US 11,055,403 B2
Method, system, and computer program product for application identification in a cloud platform
Peng Fei Chen, Haidian District (CN); Fan Jing Meng, Haidian District (CN); Jing Min Xu, Haidian District (CN); Lin Yang, Haidian District (CN); and Xiao Zhang, Haidian District (CN)
Assigned to INTERNATIONAL BUSINESS MACHINES CORPORATION, Armonk, NY (US)
Filed by International Business Machines Corporation, Armonk, NY (US)
Filed on Jan. 6, 2017, as Appl. No. 15/400,383.
Prior Publication US 2018/0196684 A1, Jul. 12, 2018
Int. Cl.

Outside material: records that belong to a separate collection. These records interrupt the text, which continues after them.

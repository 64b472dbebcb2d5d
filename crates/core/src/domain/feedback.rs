// Feedback (flash message) Domain Model

use serde::{Deserialize, Serialize};

#[derive(Debug, Clone, Copy, PartialEq, Eq, Serialize, Deserialize)]
#[serde(rename_all = "lowercase")]
pub enum Severity {
    Success,
    Error,
}

impl std::fmt::Display for Severity {
    fn fmt(&self, f: &mut std::fmt::Formatter<'_>) -> std::fmt::Result {
        match self {
            Severity::Success => write!(f, "success"),
            Severity::Error => write!(f, "error"),
        }
    }
}

/// One user-facing message produced by a use case
#[derive(Debug, Clone, PartialEq, Eq, Serialize, Deserialize)]
pub struct Feedback {
    pub severity: Severity,
    pub message: String,
}

impl Feedback {
    pub fn success(message: impl Into<String>) -> Self {
        Self {
            severity: Severity::Success,
            message: message.into(),
        }
    }

    pub fn error(message: impl Into<String>) -> Self {
        Self {
            severity: Severity::Error,
            message: message.into(),
        }
    }

    pub fn is_error(&self) -> bool {
        self.severity == Severity::Error
    }
}
// Time Provider Port (for testability)

/// Time provider interface (session idle tracking reads the clock through it)
pub trait TimeProvider: Send + Sync {
    /// Get current time in milliseconds since epoch
    fn now_millis(&self) -> i64;
}

/// System time provider (production)
pub struct SystemTimeProvider;

impl TimeProvider for SystemTimeProvider {
    fn now_millis(&self) -> i64 {
        chrono::Utc::now().timestamp_millis()
    }
}
//! Rate Limiter (Token Bucket Algorithm)
//!
//! Guards the mutating endpoints. Lock-free: the bucket lives in one
//! `AtomicU64` updated with a CAS loop.

use std::sync::atomic::{AtomicU64, Ordering};
use std::time::Instant;

/// Token bucket shared by all sessions
pub struct RateLimiter {
    // Upper 32 bits: available tokens
    // Lower 32 bits: last refill, ms since `epoch` (wrapping)
    packed: AtomicU64,
    epoch: Instant,
    burst: u32,
    per_second: u32,
}

fn pack(tokens: u32, at_ms: u32) -> u64 {
    (u64::from(tokens) << 32) | u64::from(at_ms)
}

fn unpack(packed: u64) -> (u32, u32) {
    ((packed >> 32) as u32, (packed & 0xFFFF_FFFF) as u32)
}

impl RateLimiter {
    /// `burst` tokens available up front, refilled at `per_second`
    pub fn new(burst: u32, per_second: u32) -> Self {
        Self {
            packed: AtomicU64::new(pack(burst, 0)),
            epoch: Instant::now(),
            burst,
            per_second,
        }
    }

    /// Milliseconds since `epoch`, wrapping every ~49.7 days
    fn clock_ms(&self) -> u32 {
        self.epoch.elapsed().as_millis() as u32
    }

    /// Take one token; `false` means the caller should be throttled
    pub fn try_acquire(&self) -> bool {
        self.try_acquire_at(self.clock_ms())
    }

    fn try_acquire_at(&self, now_ms: u32) -> bool {
        loop {
            let current = self.packed.load(Ordering::Acquire);
            let (tokens, last_ms) = unpack(current);

            // Wrapping difference stays correct across clock rollover
            let refill =
                u64::from(now_ms.wrapping_sub(last_ms)) * u64::from(self.per_second) / 1000;

            // Only advance the refill timestamp when a token was actually
            // earned, otherwise frequent callers would starve the bucket.
            let (available, stamp) = if refill > 0 {
                let topped = (u64::from(tokens) + refill).min(u64::from(self.burst)) as u32;
                (topped, now_ms)
            } else {
                (tokens, last_ms)
            };

            if available == 0 {
                return false;
            }

            let next = pack(available - 1, stamp);
            if self
                .packed
                .compare_exchange(current, next, Ordering::AcqRel, Ordering::Acquire)
                .is_ok()
            {
                return true;
            }
        }
    }
}
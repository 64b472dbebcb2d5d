// ID Provider Port (for deterministic testing)

/// ID provider interface (allows deterministic session IDs in tests)
pub trait IdProvider: Send + Sync {
    /// Generate a new unguessable session ID
    fn generate_id(&self) -> String;
}

/// UUID v4 provider (production)
pub struct UuidProvider;

impl IdProvider for UuidProvider {
    fn generate_id(&self) -> String {
        uuid::Uuid::new_v4().simple().to_string()
    }
}
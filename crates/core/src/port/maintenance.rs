// Session Maintenance port
use crate::error::Result;
use async_trait::async_trait;

/// Session store statistics
#[derive(Debug, Clone, Default, PartialEq, Eq)]
pub struct SessionStats {
    pub session_count: usize,
    pub script_count: usize,
}

/// Maintenance configuration
#[derive(Debug, Clone)]
pub struct SessionMaintenanceConfig {
    /// Sessions untouched for longer than this are evicted (minutes)
    pub idle_ttl_minutes: i64,
}

impl SessionMaintenanceConfig {
    pub fn idle_ttl_ms(&self) -> i64 {
        self.idle_ttl_minutes.saturating_mul(60_000)
    }
}

impl Default for SessionMaintenanceConfig {
    fn default() -> Self {
        Self {
            idle_ttl_minutes: 120,
        }
    }
}

/// Session store maintenance operations
#[async_trait]
pub trait SessionMaintenance: Send + Sync {
    /// Drop sessions idle for longer than `max_idle_ms`
    ///
    /// # Returns
    /// Number of sessions evicted
    async fn evict_idle(&self, max_idle_ms: i64) -> Result<usize>;

    /// Get store statistics
    async fn get_stats(&self) -> Result<SessionStats>;

    /// Evict idle sessions, then report what is left
    async fn run_full_maintenance(&self, config: &SessionMaintenanceConfig) -> Result<SessionStats> {
        let evicted = self.evict_idle(config.idle_ttl_ms()).await?;
        let stats = self.get_stats().await?;

        tracing::info!(
            evicted_sessions = evicted,
            sessions = stats.session_count,
            scripts = stats.script_count,
            "Session maintenance completed"
        );

        Ok(stats)
    }
}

G06F 21/55 (2013.01); G06F 21/53 (2013.01); G06F 9/455 (2018.01); G06F 16/14 (2019.01); G06F 8/41 (2018.01); G06F 21/64 (2013.01)
CPC G06F 21/552 (2013.01) [G06F 8/41 (2013.01); G06F 16/152 (2019.01); G06F 21/53 (2013.01); G06F 21/64 (2013.01); G06F 2009/45591 (2013.01)] 18 Claims
OG exemplary drawing
 
1. A computer-implemented method for application identification, the method comprising:
extracting information related to one or more processes of one or more applications running on a virtual machine from a kernel space in a memory of the virtual machine in a cloud environment, wherein the extracting identifies the running applications based on structures related to processes stored in the kernel space which includes fixed structures in terms of positions and sizes;
building at least one first application signature based on the extracted information; and
identifying the one or more applications running on the virtual machine by matching the at least one first application signature with one or more second application signatures previously stored from a database in which each of the second application signatures corresponds to an application and is used as the signature of the application,
wherein the second application signatures previously stored are obtained by compiling source codes of known applications and extracting information from compilation information generated during the compiling,
wherein the identifying identifies the application by aggregating the information collected from a native library of a host of the virtual machine, and
wherein, if two signatures are extracted from different processes of the one or more processes, keeping the two signatures as two versions of the process running at a same time,
further comprising outputting a list of the identified one or more applications running on the virtual machine,
wherein the extracted information related to one or more processes of one or more applications includes information related to opened resources of the processes including at least one of opened file and opened network connection,
further comprising performing a reduce operation on the one or more processes in parallel by using MapReduce that results in a triple for each 9f the one or more processes including the virtual machine, the application, and a version of the application,
wherein, if after the reduce operation the two triples are obtained from a same process of the one or more processes, only keeping the process with the triple of the two triples with a higher count as a correct identification result.